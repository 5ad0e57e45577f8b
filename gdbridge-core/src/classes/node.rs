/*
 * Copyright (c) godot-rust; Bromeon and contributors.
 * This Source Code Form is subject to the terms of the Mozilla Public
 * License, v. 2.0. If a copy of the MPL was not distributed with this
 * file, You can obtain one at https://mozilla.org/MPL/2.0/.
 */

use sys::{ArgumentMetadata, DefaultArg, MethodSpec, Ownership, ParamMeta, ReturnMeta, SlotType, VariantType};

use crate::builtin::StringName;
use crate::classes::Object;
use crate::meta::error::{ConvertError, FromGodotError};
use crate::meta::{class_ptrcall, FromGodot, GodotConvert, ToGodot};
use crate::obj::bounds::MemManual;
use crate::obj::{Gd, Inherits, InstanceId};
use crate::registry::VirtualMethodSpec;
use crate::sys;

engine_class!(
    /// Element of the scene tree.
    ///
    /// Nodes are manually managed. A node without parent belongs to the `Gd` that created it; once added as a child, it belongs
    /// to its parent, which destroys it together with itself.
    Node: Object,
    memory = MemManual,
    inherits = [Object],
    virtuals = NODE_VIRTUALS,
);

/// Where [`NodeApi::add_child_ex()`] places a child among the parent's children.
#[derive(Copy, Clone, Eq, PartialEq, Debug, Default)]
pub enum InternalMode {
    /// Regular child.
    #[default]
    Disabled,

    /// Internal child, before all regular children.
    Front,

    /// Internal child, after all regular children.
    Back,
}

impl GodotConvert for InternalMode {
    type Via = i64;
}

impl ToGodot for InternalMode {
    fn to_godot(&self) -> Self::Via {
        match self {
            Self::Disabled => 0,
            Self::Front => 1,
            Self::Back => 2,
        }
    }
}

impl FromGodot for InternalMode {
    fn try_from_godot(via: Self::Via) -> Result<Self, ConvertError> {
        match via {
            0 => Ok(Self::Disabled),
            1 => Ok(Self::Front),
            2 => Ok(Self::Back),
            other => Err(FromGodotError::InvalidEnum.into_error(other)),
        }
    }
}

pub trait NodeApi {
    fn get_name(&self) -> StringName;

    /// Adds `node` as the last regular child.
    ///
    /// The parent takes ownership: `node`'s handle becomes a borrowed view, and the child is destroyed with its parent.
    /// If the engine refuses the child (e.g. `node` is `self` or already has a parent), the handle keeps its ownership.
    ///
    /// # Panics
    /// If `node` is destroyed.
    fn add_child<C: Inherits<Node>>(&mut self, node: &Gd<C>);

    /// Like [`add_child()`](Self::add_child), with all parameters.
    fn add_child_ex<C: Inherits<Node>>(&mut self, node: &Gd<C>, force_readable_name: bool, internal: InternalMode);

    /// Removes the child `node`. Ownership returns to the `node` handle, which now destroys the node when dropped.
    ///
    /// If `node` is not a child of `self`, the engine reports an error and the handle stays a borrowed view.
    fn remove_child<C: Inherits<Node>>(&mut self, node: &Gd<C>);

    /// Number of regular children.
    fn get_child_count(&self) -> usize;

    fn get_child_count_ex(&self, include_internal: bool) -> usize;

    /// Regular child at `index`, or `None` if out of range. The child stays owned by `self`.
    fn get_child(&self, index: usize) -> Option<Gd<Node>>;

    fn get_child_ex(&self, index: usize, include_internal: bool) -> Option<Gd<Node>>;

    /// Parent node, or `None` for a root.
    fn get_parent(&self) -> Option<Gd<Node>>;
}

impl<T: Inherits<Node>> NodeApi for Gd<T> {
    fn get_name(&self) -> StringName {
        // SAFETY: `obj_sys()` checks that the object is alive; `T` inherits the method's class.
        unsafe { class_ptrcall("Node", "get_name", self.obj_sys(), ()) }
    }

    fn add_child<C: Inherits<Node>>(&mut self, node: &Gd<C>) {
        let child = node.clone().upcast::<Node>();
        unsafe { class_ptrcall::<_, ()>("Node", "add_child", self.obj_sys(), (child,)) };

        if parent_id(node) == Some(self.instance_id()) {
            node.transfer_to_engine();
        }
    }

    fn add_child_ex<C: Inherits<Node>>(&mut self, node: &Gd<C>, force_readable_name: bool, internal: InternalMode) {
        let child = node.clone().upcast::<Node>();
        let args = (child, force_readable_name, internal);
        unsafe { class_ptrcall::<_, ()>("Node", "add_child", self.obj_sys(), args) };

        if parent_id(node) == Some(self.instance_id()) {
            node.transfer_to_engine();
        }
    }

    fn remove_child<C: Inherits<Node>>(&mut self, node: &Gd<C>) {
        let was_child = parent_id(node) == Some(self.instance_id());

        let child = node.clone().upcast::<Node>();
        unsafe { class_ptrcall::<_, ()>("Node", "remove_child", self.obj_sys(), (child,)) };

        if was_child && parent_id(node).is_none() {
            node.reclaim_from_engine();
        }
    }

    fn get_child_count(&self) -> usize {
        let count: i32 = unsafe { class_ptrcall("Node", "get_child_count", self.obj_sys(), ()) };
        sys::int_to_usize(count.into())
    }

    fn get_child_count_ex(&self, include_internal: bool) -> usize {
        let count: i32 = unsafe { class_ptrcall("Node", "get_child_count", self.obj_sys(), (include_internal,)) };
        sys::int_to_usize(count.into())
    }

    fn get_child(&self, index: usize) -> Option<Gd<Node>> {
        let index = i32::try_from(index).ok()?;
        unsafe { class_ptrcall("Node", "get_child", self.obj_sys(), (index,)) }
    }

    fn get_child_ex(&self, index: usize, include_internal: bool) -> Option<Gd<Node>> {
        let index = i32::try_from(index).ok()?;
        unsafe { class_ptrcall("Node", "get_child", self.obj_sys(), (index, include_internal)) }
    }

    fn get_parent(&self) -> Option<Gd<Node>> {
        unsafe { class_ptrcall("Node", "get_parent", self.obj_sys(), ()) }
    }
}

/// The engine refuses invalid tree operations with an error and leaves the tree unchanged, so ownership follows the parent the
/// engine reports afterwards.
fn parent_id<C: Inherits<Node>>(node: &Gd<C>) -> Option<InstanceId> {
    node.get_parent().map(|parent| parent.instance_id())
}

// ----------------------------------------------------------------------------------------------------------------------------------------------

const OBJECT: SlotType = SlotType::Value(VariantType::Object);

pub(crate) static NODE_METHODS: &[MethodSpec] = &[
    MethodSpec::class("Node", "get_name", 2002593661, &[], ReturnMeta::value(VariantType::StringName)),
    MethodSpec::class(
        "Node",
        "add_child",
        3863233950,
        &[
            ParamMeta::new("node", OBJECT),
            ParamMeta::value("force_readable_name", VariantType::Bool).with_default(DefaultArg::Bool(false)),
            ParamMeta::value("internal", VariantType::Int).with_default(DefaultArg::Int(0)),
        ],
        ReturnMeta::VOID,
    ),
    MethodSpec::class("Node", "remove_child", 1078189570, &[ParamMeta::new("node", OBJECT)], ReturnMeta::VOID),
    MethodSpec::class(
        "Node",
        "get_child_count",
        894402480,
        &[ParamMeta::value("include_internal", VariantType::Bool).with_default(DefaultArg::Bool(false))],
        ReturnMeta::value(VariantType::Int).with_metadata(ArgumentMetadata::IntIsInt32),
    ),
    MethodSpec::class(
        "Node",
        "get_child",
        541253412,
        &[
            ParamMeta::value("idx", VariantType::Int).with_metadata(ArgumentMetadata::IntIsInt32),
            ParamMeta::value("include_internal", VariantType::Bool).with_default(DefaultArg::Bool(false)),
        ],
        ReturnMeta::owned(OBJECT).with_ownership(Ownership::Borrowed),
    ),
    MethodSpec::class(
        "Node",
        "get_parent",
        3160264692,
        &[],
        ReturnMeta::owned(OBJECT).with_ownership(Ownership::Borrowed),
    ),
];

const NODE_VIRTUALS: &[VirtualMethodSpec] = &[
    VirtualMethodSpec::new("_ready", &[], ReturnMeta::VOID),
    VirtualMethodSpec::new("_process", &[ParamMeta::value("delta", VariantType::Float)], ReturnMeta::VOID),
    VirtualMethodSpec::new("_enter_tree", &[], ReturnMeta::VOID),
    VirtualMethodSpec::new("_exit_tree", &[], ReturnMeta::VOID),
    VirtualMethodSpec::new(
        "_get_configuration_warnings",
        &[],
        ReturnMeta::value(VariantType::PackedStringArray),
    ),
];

------------

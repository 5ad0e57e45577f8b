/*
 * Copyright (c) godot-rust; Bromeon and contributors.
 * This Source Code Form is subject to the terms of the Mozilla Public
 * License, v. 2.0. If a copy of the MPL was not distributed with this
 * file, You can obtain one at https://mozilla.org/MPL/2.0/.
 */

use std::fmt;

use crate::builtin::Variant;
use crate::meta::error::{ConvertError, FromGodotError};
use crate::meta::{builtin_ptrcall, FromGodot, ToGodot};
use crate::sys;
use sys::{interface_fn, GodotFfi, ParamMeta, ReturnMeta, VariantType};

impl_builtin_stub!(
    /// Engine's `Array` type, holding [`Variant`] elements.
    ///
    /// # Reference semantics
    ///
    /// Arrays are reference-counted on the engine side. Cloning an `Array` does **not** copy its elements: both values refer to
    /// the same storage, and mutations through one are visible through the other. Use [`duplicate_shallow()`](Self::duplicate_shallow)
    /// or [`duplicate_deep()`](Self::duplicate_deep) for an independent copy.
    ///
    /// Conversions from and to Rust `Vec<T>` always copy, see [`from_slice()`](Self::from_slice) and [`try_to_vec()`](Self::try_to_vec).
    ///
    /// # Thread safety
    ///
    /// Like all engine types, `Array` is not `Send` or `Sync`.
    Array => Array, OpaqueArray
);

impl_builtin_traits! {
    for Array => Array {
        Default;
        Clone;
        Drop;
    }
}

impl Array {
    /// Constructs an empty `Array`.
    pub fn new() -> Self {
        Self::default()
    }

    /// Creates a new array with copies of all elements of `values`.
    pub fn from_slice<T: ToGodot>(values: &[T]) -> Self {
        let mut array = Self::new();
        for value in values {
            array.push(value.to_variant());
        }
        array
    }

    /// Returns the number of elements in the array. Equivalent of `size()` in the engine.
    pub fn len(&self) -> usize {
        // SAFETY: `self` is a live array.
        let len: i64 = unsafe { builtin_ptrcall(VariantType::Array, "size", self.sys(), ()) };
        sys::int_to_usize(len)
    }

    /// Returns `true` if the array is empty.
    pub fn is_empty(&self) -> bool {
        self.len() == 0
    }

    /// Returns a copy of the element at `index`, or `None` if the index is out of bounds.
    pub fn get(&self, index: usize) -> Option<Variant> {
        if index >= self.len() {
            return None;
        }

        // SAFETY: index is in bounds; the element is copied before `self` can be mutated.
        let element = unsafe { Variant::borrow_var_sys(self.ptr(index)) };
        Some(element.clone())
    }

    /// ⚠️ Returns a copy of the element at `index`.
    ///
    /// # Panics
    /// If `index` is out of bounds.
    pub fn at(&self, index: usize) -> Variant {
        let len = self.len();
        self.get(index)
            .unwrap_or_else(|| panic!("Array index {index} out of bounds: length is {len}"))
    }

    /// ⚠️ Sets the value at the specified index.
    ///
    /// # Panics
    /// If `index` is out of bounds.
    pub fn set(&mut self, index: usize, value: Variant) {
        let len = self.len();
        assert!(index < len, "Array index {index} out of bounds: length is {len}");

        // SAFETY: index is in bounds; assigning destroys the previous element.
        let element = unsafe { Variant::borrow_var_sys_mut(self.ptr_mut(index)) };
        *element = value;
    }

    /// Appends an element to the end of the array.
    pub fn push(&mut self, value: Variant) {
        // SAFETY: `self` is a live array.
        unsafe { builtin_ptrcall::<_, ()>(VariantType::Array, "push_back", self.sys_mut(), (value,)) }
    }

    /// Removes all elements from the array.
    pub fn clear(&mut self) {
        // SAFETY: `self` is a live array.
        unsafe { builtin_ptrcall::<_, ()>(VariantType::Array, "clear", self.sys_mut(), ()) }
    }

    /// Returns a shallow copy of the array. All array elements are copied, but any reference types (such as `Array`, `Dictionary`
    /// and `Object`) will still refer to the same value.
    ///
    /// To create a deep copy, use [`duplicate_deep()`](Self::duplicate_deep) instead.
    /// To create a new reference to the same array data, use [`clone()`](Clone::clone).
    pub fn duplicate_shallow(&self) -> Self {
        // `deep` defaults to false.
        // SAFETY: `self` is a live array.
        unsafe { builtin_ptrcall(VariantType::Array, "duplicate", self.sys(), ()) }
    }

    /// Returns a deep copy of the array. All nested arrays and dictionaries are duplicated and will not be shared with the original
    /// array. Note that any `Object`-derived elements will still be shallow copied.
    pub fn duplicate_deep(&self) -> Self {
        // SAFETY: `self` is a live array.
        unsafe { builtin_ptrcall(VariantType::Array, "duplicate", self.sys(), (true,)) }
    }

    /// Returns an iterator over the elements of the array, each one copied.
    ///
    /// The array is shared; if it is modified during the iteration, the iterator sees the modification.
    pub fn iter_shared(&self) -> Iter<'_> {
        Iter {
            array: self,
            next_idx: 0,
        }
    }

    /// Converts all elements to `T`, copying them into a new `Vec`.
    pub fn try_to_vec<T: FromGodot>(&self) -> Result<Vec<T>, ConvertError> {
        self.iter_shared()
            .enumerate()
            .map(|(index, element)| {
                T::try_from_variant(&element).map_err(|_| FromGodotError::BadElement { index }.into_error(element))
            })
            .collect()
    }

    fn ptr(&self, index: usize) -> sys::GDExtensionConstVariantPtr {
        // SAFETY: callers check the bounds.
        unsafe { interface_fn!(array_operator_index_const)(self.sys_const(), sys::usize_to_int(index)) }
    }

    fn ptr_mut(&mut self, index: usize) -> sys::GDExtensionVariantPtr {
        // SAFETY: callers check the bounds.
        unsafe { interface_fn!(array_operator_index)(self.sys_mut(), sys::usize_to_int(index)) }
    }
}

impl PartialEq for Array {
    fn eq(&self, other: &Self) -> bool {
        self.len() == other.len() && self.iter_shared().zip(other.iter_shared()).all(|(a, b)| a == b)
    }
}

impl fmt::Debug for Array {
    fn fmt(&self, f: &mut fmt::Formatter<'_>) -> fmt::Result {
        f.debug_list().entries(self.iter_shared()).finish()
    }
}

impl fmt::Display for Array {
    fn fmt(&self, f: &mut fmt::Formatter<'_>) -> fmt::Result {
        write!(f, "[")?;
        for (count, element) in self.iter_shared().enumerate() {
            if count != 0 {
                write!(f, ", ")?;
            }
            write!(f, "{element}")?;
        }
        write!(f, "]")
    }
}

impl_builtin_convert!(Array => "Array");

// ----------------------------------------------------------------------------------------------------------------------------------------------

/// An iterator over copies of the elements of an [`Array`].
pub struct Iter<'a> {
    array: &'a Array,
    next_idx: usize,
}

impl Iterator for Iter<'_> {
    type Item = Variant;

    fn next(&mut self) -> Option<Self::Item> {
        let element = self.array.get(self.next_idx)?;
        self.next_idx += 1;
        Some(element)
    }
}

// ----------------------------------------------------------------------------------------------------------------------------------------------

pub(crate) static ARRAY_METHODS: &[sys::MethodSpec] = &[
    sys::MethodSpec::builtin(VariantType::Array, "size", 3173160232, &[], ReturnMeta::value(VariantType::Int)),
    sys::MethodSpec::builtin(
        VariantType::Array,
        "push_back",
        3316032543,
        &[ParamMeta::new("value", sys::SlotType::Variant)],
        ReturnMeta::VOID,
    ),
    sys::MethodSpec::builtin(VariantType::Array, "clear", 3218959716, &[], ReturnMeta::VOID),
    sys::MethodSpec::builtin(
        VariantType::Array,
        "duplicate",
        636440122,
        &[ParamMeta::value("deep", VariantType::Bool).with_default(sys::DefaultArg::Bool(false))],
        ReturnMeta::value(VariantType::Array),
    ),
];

------------

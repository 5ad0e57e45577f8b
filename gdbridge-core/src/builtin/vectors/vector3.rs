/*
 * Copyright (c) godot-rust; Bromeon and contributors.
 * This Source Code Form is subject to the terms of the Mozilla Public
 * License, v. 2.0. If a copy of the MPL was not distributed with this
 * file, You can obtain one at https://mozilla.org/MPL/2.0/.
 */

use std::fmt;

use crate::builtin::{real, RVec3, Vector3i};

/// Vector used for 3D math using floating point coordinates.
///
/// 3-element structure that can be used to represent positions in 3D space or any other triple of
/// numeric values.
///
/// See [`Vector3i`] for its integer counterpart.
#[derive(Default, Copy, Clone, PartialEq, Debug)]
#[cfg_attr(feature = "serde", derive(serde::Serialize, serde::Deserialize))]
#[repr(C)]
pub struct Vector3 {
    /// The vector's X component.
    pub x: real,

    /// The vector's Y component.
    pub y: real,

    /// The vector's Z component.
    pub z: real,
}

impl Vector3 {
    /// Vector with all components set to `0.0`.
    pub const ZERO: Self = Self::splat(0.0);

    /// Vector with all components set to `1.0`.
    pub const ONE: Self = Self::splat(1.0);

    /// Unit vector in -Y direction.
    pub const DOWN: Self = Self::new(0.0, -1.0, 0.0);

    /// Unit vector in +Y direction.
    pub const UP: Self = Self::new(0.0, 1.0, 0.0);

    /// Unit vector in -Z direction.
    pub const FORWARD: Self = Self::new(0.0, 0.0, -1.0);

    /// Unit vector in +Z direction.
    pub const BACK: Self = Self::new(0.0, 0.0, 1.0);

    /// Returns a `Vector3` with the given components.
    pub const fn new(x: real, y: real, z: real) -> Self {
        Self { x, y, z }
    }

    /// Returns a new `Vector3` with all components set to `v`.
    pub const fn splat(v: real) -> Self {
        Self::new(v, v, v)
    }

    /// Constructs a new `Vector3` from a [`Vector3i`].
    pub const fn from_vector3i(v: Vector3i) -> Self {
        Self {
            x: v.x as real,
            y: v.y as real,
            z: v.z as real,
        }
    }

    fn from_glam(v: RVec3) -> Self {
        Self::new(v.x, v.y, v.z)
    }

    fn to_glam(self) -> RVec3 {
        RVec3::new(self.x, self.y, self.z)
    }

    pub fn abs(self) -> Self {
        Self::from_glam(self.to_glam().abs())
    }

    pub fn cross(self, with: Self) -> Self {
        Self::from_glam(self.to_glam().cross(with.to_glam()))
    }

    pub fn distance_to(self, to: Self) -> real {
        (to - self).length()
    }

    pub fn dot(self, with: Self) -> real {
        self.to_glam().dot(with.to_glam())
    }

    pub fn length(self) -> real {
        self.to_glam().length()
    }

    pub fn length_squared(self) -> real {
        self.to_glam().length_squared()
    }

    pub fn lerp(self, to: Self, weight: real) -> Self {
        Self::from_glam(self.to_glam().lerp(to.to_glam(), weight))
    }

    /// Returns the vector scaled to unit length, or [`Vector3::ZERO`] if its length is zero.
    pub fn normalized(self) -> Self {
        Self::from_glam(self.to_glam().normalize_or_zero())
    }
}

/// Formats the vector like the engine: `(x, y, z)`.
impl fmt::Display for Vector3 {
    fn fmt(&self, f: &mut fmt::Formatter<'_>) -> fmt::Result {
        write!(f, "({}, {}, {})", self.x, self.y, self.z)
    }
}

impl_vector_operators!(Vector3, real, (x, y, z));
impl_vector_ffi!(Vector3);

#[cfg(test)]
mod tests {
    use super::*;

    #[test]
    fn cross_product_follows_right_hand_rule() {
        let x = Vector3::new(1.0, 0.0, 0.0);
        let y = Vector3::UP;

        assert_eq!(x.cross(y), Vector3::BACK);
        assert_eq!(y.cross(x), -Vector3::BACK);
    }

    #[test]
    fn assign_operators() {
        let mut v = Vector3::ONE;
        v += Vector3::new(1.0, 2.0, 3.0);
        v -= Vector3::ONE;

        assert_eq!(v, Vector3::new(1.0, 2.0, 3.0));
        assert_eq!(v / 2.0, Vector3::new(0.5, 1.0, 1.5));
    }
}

------------

__EXERCISE DETAILS__: In the material above, find each line containing the word "destroys" and copy it.

__THE COMPLETED TASK__:
    /// to its parent, which destroys it together with itself.
    /// Removes the child `node`. Ownership returns to the `node` handle, which now destroys the node when dropped.
        // SAFETY: index is in bounds; assigning destroys the previous element.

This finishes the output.